A resposta a essa pergunta é: “para beneficiar funcionários e empregadores”. É o que diria qualquer pessoa minimamente versada em dados relacionados à economia brasileira menos os defensores do atraso da norma. Na melhor das hipóteses, esses detratores parecem estar profundamente desinformados sobre a realidade ocupacional e econômica brasileira no tocante às perdas financeiras relacionadas às doenças mentais e seus impactos organizacionais. Ou se trata de puro ato de desonestidade intelectual, já que os dados sobre o assunto são elementares e públicos.

Caso os atores envolvidos na perpetuação dos atrasos não consigam debruçar-se sobre o tema com a atenção que ele merece, alguns dados simplificados de maneira elementar poderiam elucidar a simplicidade urgente da questão. Do ponto de vista regulatório, cabe notar que, apesar da questionável transparência em relação ao início da vigência da NR-1, ações civis públicas sobre questões relacionadas a riscos psicossociais já têm sido aplicadas desde 2015 com foco na NR-17, que já regulava de maneira esparsa a questão da necessidade de gestão do risco psicossocial. E esta foi atualizada em 2021 .

Tem mais. Em 2023, o ministro do Supremo Tribunal Federal Flávio Dino decidiu que os valores de condenações em ações civis trabalhistas sejam direcionados a fundos públicos, sendo eles o Fundo dos Direitos Difusos (FDD) e ao Fundo de Amparo ao Trabalhador (FAT). Segundo a decisão, os conselhos dos respectivos fundos deverão, ao aplicarem os recursos, ouvir o Tribunal Superior do Trabalho, a Procuradoria Geral do Trabalho e o Ministério do Trabalho e Emprego , sendo o MTE o responsável pela administração, aplicação e fiscalização das normas regulamentadoras do trabalho como a própria NR-1.

Sim, a NR-17 já regulava de algum modo a gestão do risco psicossocial, mas com a introdução da nova NR-1 é que são estabelecidas as regras do jogo, uma vez que entram em vigência, com sua atualização, as medidas de controle do risco, mensuração, governança, bem como os critérios de reconhecimento de nexo ocupacional entre doenças mentais e ambiente de trabalho.

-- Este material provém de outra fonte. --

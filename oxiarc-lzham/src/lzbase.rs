//! LZ coding state: the literal/match state machine, the match history and
//! the adaptive models every decision is coded with.

use crate::error::Result;
use crate::match_accel::SearchAccelerator;
use crate::model::{AdaptiveBitModel, QuasiAdaptiveHuffmanModel};
use crate::stats::CodingStats;
use crate::symbol_codec::SymbolCodec;
use crate::tables::{
    MATCH_HIST_SIZE, MAX_MATCH_LEN, MIN_MATCH_LEN, NUM_LIT_STATES, NUM_SPECIAL_LENGTHS, NUM_STATES,
    POSITION_EXTRA_BITS, SPECIAL_CODE_END_OF_BLOCK, compute_position_slot,
};

/// Literal alphabet.
pub const NUM_LIT_SYMS: u32 = 256;
/// Special codes followed by one symbol per match length.
pub const NUM_MAIN_LEN_SYMS: u32 = NUM_SPECIAL_LENGTHS + (MAX_MATCH_LEN - MIN_MATCH_LEN + 1);
/// One symbol per rep match length.
pub const NUM_REP_LEN_SYMS: u32 = MAX_MATCH_LEN - MIN_MATCH_LEN + 1;
/// Low distance bits coded through their own model.
pub const NUM_DIST_LSB_BITS: u32 = 4;
/// Alphabet of the low distance bits.
pub const NUM_DIST_LSB_SYMS: u32 = 1 << NUM_DIST_LSB_BITS;

/// Literal/match state machine state.
#[derive(Debug, Clone, Copy, PartialEq, Eq, Default)]
pub struct State(u8);

impl State {
    /// Initial state.
    pub const fn new() -> Self {
        Self(0)
    }

    /// State value, used to select models.
    pub fn value(self) -> usize {
        self.0 as usize
    }

    /// Whether the previous decisions make this a literal state.
    pub fn is_literal(self) -> bool {
        (self.0 as usize) < NUM_LIT_STATES
    }

    /// Transition after a literal.
    pub fn update_literal(&mut self) {
        self.0 = match self.0 {
            0..=3 => 0,
            4..=9 => self.0 - 3,
            10 => 6,
            _ => 5,
        };
    }

    /// Transition after a full match.
    pub fn update_match(&mut self) {
        self.0 = if self.is_literal() { 7 } else { 10 };
    }

    /// Transition after a single-byte rep0 match.
    pub fn update_short_rep(&mut self) {
        self.0 = if self.is_literal() { 9 } else { 11 };
    }

    /// Transition after a rep match of two or more bytes.
    pub fn update_long_rep(&mut self) {
        self.0 = if self.is_literal() { 8 } else { 11 };
    }
}

/// One parse decision at a lookahead position.
#[derive(Debug, Clone, Copy, PartialEq, Eq)]
pub enum LzDecision {
    /// A single byte.
    Literal,
    /// A match at an explicit distance.
    Match {
        /// Length, `2..=257`.
        len: u32,
        /// Distance, at least 1.
        dist: u32,
    },
    /// A match at one of the recent distances.
    Rep {
        /// Length, 1 only for rep0.
        len: u32,
        /// History index, `0..4`.
        index: usize,
    },
}

impl LzDecision {
    /// Bytes covered.
    pub fn len(&self) -> u32 {
        match *self {
            Self::Literal => 1,
            Self::Match { len, .. } | Self::Rep { len, .. } => len,
        }
    }

    /// Whether this decision copies from the history.
    pub fn is_match(&self) -> bool {
        !matches!(self, Self::Literal)
    }
}

/// Per-stream LZ coding state.
#[derive(Debug, Clone)]
pub struct LzState {
    cur_state: State,
    match_hist: [u32; MATCH_HIST_SIZE],
    delta_window: u32,

    is_match_model: [AdaptiveBitModel; NUM_STATES],
    is_rep_model: [AdaptiveBitModel; NUM_STATES],
    is_rep0_model: [AdaptiveBitModel; NUM_STATES],
    is_rep0_single_byte_model: [AdaptiveBitModel; NUM_STATES],
    is_rep1_model: [AdaptiveBitModel; NUM_STATES],
    is_rep2_model: [AdaptiveBitModel; NUM_STATES],

    lit_table: QuasiAdaptiveHuffmanModel,
    delta_lit_table: QuasiAdaptiveHuffmanModel,
    main_len_table: QuasiAdaptiveHuffmanModel,
    rep_len_table: QuasiAdaptiveHuffmanModel,
    dist_slot_table: QuasiAdaptiveHuffmanModel,
    dist_lsb_table: QuasiAdaptiveHuffmanModel,
}

/// Add a bit's cost when statistics are enabled, then code it.
#[inline]
fn code_bit(
    codec: &mut SymbolCodec,
    model: &mut AdaptiveBitModel,
    bit: bool,
    cost: &mut f64,
) -> Result<()> {
    if cfg!(feature = "update-stats") {
        *cost += model.cost(bit) as f64;
    }
    codec.encode_bit(bit, model)
}

#[inline]
fn code_sym(
    codec: &mut SymbolCodec,
    model: &mut QuasiAdaptiveHuffmanModel,
    sym: u32,
    cost: &mut f64,
) -> Result<()> {
    if cfg!(feature = "update-stats") {
        *cost += model.cost(sym) as f64;
    }
    codec.encode(sym, model)
}

impl LzState {
    /// Fresh state.
    ///
    /// `delta_window` bounds the rep0 distance a literal may be coded
    /// against (the history both sides are guaranteed to hold).
    pub fn new(
        num_position_slots: u32,
        delta_window: u32,
        max_update_interval: u32,
        slow_rate: u32,
    ) -> Self {
        let table = |n: u32| QuasiAdaptiveHuffmanModel::new(n, max_update_interval, slow_rate);
        Self {
            cur_state: State::new(),
            match_hist: [1; MATCH_HIST_SIZE],
            delta_window,
            is_match_model: [AdaptiveBitModel::new(); NUM_STATES],
            is_rep_model: [AdaptiveBitModel::new(); NUM_STATES],
            is_rep0_model: [AdaptiveBitModel::new(); NUM_STATES],
            is_rep0_single_byte_model: [AdaptiveBitModel::new(); NUM_STATES],
            is_rep1_model: [AdaptiveBitModel::new(); NUM_STATES],
            is_rep2_model: [AdaptiveBitModel::new(); NUM_STATES],
            lit_table: table(NUM_LIT_SYMS),
            delta_lit_table: table(NUM_LIT_SYMS),
            main_len_table: table(NUM_MAIN_LEN_SYMS),
            rep_len_table: table(NUM_REP_LEN_SYMS),
            dist_slot_table: table(num_position_slots),
            dist_lsb_table: table(NUM_DIST_LSB_SYMS),
        }
    }

    /// Back to the start-of-stream state.
    pub fn reset(&mut self) {
        self.cur_state = State::new();
        self.match_hist = [1; MATCH_HIST_SIZE];
        for models in [
            &mut self.is_match_model,
            &mut self.is_rep_model,
            &mut self.is_rep0_model,
            &mut self.is_rep0_single_byte_model,
            &mut self.is_rep1_model,
            &mut self.is_rep2_model,
        ] {
            models.iter_mut().for_each(AdaptiveBitModel::reset);
        }
        for table in self.tables_mut() {
            table.reset();
        }
    }

    /// Restart the Huffman rebuild cadence of every table.
    pub fn reset_update_rate(&mut self) {
        for table in self.tables_mut() {
            table.reset_update_rate();
        }
    }

    fn tables_mut(&mut self) -> [&mut QuasiAdaptiveHuffmanModel; 6] {
        [
            &mut self.lit_table,
            &mut self.delta_lit_table,
            &mut self.main_len_table,
            &mut self.rep_len_table,
            &mut self.dist_slot_table,
            &mut self.dist_lsb_table,
        ]
    }

    /// Current state machine state.
    pub fn cur_state(&self) -> State {
        self.cur_state
    }

    /// Recent match distances, most recent first.
    pub fn match_hist(&self) -> &[u32; MATCH_HIST_SIZE] {
        &self.match_hist
    }

    /// Current literal Huffman table (exposed for cadence inspection).
    pub fn lit_table(&self) -> &QuasiAdaptiveHuffmanModel {
        &self.lit_table
    }

    /// Byte a literal at `ofs` is coded against, or 0 when rep0 reaches
    /// outside the shared window.
    fn delta_byte(&self, accel: &SearchAccelerator, ofs: u32) -> u8 {
        let rep0 = self.match_hist[0];
        if rep0 <= accel.history_len(ofs).min(self.delta_window) {
            accel.byte_before(ofs, rep0)
        } else {
            0
        }
    }

    /// Code `decision` for lookahead offset `ofs` and advance the state.
    pub fn encode(
        &mut self,
        codec: &mut SymbolCodec,
        accel: &SearchAccelerator,
        ofs: u32,
        decision: LzDecision,
        stats: &mut CodingStats,
    ) -> Result<()> {
        let s = self.cur_state.value();
        let mut cost = 0.0;
        code_bit(codec, &mut self.is_match_model[s], decision.is_match(), &mut cost)?;
        let is_match_cost = cost;
        let mut delta_lit = false;

        match decision {
            LzDecision::Literal => {
                let byte = accel.lookahead_byte(ofs) as u32;
                if self.cur_state.is_literal() {
                    code_sym(codec, &mut self.lit_table, byte, &mut cost)?;
                } else {
                    let match_byte = self.delta_byte(accel, ofs) as u32;
                    code_sym(codec, &mut self.delta_lit_table, byte ^ match_byte, &mut cost)?;
                    delta_lit = true;
                }
                self.cur_state.update_literal();
            }
            LzDecision::Match { len, dist } => {
                debug_assert!((MIN_MATCH_LEN..=MAX_MATCH_LEN).contains(&len));
                debug_assert!(dist >= 1);
                code_bit(codec, &mut self.is_rep_model[s], false, &mut cost)?;
                code_sym(
                    codec,
                    &mut self.main_len_table,
                    len - MIN_MATCH_LEN + NUM_SPECIAL_LENGTHS,
                    &mut cost,
                )?;

                let (slot, extra) = compute_position_slot(dist);
                code_sym(codec, &mut self.dist_slot_table, slot, &mut cost)?;
                let num_extra_bits = POSITION_EXTRA_BITS[slot as usize] as u32;
                if num_extra_bits < NUM_DIST_LSB_BITS {
                    codec.encode_bits(extra, num_extra_bits)?;
                    cost += num_extra_bits as f64;
                } else {
                    codec.encode_bits(extra >> NUM_DIST_LSB_BITS, num_extra_bits - NUM_DIST_LSB_BITS)?;
                    cost += (num_extra_bits - NUM_DIST_LSB_BITS) as f64;
                    code_sym(
                        codec,
                        &mut self.dist_lsb_table,
                        extra & (NUM_DIST_LSB_SYMS - 1),
                        &mut cost,
                    )?;
                }

                self.match_hist.copy_within(0..MATCH_HIST_SIZE - 1, 1);
                self.match_hist[0] = dist;
                self.cur_state.update_match();
            }
            LzDecision::Rep { len, index } => {
                debug_assert!(index < MATCH_HIST_SIZE);
                debug_assert!(len >= MIN_MATCH_LEN || (len == 1 && index == 0));
                code_bit(codec, &mut self.is_rep_model[s], true, &mut cost)?;

                if index == 0 {
                    code_bit(codec, &mut self.is_rep0_model[s], false, &mut cost)?;
                    let long = len > 1;
                    code_bit(codec, &mut self.is_rep0_single_byte_model[s], long, &mut cost)?;
                    if long {
                        code_sym(codec, &mut self.rep_len_table, len - MIN_MATCH_LEN, &mut cost)?;
                        self.cur_state.update_long_rep();
                    } else {
                        self.cur_state.update_short_rep();
                    }
                } else {
                    code_bit(codec, &mut self.is_rep0_model[s], true, &mut cost)?;
                    code_bit(codec, &mut self.is_rep1_model[s], index > 1, &mut cost)?;
                    if index > 1 {
                        code_bit(codec, &mut self.is_rep2_model[s], index > 2, &mut cost)?;
                    }
                    code_sym(codec, &mut self.rep_len_table, len - MIN_MATCH_LEN, &mut cost)?;

                    let dist = self.match_hist[index];
                    self.match_hist.copy_within(0..index, 1);
                    self.match_hist[0] = dist;
                    self.cur_state.update_long_rep();
                }
            }
        }

        if cfg!(feature = "update-stats") {
            stats.update(&decision, delta_lit, cost, is_match_cost);
        }
        Ok(())
    }

    /// Code the end-of-block marker. The state machine is unchanged.
    pub fn encode_eob(&mut self, codec: &mut SymbolCodec) -> Result<()> {
        let s = self.cur_state.value();
        codec.encode_bit(true, &mut self.is_match_model[s])?;
        codec.encode_bit(false, &mut self.is_rep_model[s])?;
        codec.encode(SPECIAL_CODE_END_OF_BLOCK, &mut self.main_len_table)
    }
}

/// Decoding of coded decisions, used to verify compressed blocks.
#[cfg(test)]
impl LzState {
    /// Decode one decision, appending its bytes to `out` (which holds the
    /// whole history, seed bytes included). Returns `false` at end of block.
    pub(crate) fn decode(&mut self, codec: &mut SymbolCodec, out: &mut Vec<u8>) -> Result<bool> {
        use crate::tables::POSITION_BASE;

        let s = self.cur_state.value();
        if !codec.decode_bit(&mut self.is_match_model[s])? {
            let sym = if self.cur_state.is_literal() {
                codec.decode(&mut self.lit_table)?
            } else {
                let rep0 = self.match_hist[0] as usize;
                let window = out.len().min(self.delta_window as usize);
                let match_byte = if rep0 <= window { out[out.len() - rep0] } else { 0 };
                codec.decode(&mut self.delta_lit_table)? ^ match_byte as u32
            };
            out.push(sym as u8);
            self.cur_state.update_literal();
            return Ok(true);
        }

        let (len, dist) = if !codec.decode_bit(&mut self.is_rep_model[s])? {
            let sym = codec.decode(&mut self.main_len_table)?;
            if sym == SPECIAL_CODE_END_OF_BLOCK {
                return Ok(false);
            }
            let len = sym - NUM_SPECIAL_LENGTHS + MIN_MATCH_LEN;
            let slot = codec.decode(&mut self.dist_slot_table)?;
            let num_extra_bits = POSITION_EXTRA_BITS[slot as usize] as u32;
            let extra = if num_extra_bits < NUM_DIST_LSB_BITS {
                codec.decode_bits(num_extra_bits)?
            } else {
                let hi = codec.decode_bits(num_extra_bits - NUM_DIST_LSB_BITS)?;
                (hi << NUM_DIST_LSB_BITS) | codec.decode(&mut self.dist_lsb_table)?
            };
            let dist = POSITION_BASE[slot as usize] + extra;
            self.match_hist.copy_within(0..MATCH_HIST_SIZE - 1, 1);
            self.match_hist[0] = dist;
            self.cur_state.update_match();
            (len, dist)
        } else if !codec.decode_bit(&mut self.is_rep0_model[s])? {
            if codec.decode_bit(&mut self.is_rep0_single_byte_model[s])? {
                let len = codec.decode(&mut self.rep_len_table)? + MIN_MATCH_LEN;
                self.cur_state.update_long_rep();
                (len, self.match_hist[0])
            } else {
                self.cur_state.update_short_rep();
                (1, self.match_hist[0])
            }
        } else {
            let index = if !codec.decode_bit(&mut self.is_rep1_model[s])? {
                1
            } else if !codec.decode_bit(&mut self.is_rep2_model[s])? {
                2
            } else {
                3
            };
            let len = codec.decode(&mut self.rep_len_table)? + MIN_MATCH_LEN;
            let dist = self.match_hist[index];
            self.match_hist.copy_within(0..index, 1);
            self.match_hist[0] = dist;
            self.cur_state.update_long_rep();
            (len, dist)
        };

        let dist = dist as usize;
        assert!(dist >= 1 && dist <= out.len(), "distance {dist} outside history");
        for _ in 0..len {
            out.push(out[out.len() - dist]);
        }
        Ok(true)
    }
}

Esses critérios beneficiam as empresas, que passam a ter critérios mais claros sobre o que, e como, fazer para administração do risco. E beneficiam os funcionários, que passam a trabalhar em um ambiente mais controlado. Métodos e processos de gestão desses riscos já são amplamente divulgados desde 1975 pela National Institute for Occupational Safety and Health (NIOSH), agência federal de segurança e saúde ocupacional dos Estados Unidos, e foram amplificados pela certificação ISO 45003, publicada em 2021, que estabeleceu padrões internacionais de para a gestão de saúde mental no trabalho.

O possível adiamento da norma faz com que o governo perca milhões com afastamentos evitáveis e com que as empresas percam em custas astronômicas em planos de saúde, sem falar nas perdas com ações trabalhistas e no absenteísmo. E, por fim, o trabalhador brasileiro é exposto e tem sua saúde mental afetada.

Encerro com Chico Buarque na analogia: “morreu na contramão atrapalhando o tráfego”.

*Dr. Glauco Callia é CEO e fundador do Zenith, plataforma de governança em saúde mental. Médico corporativo, com passagem por multinacionais globais como GSK e Caterpillar, tem especialização em arquitetura de programas de inteligência artificial pelo MIT.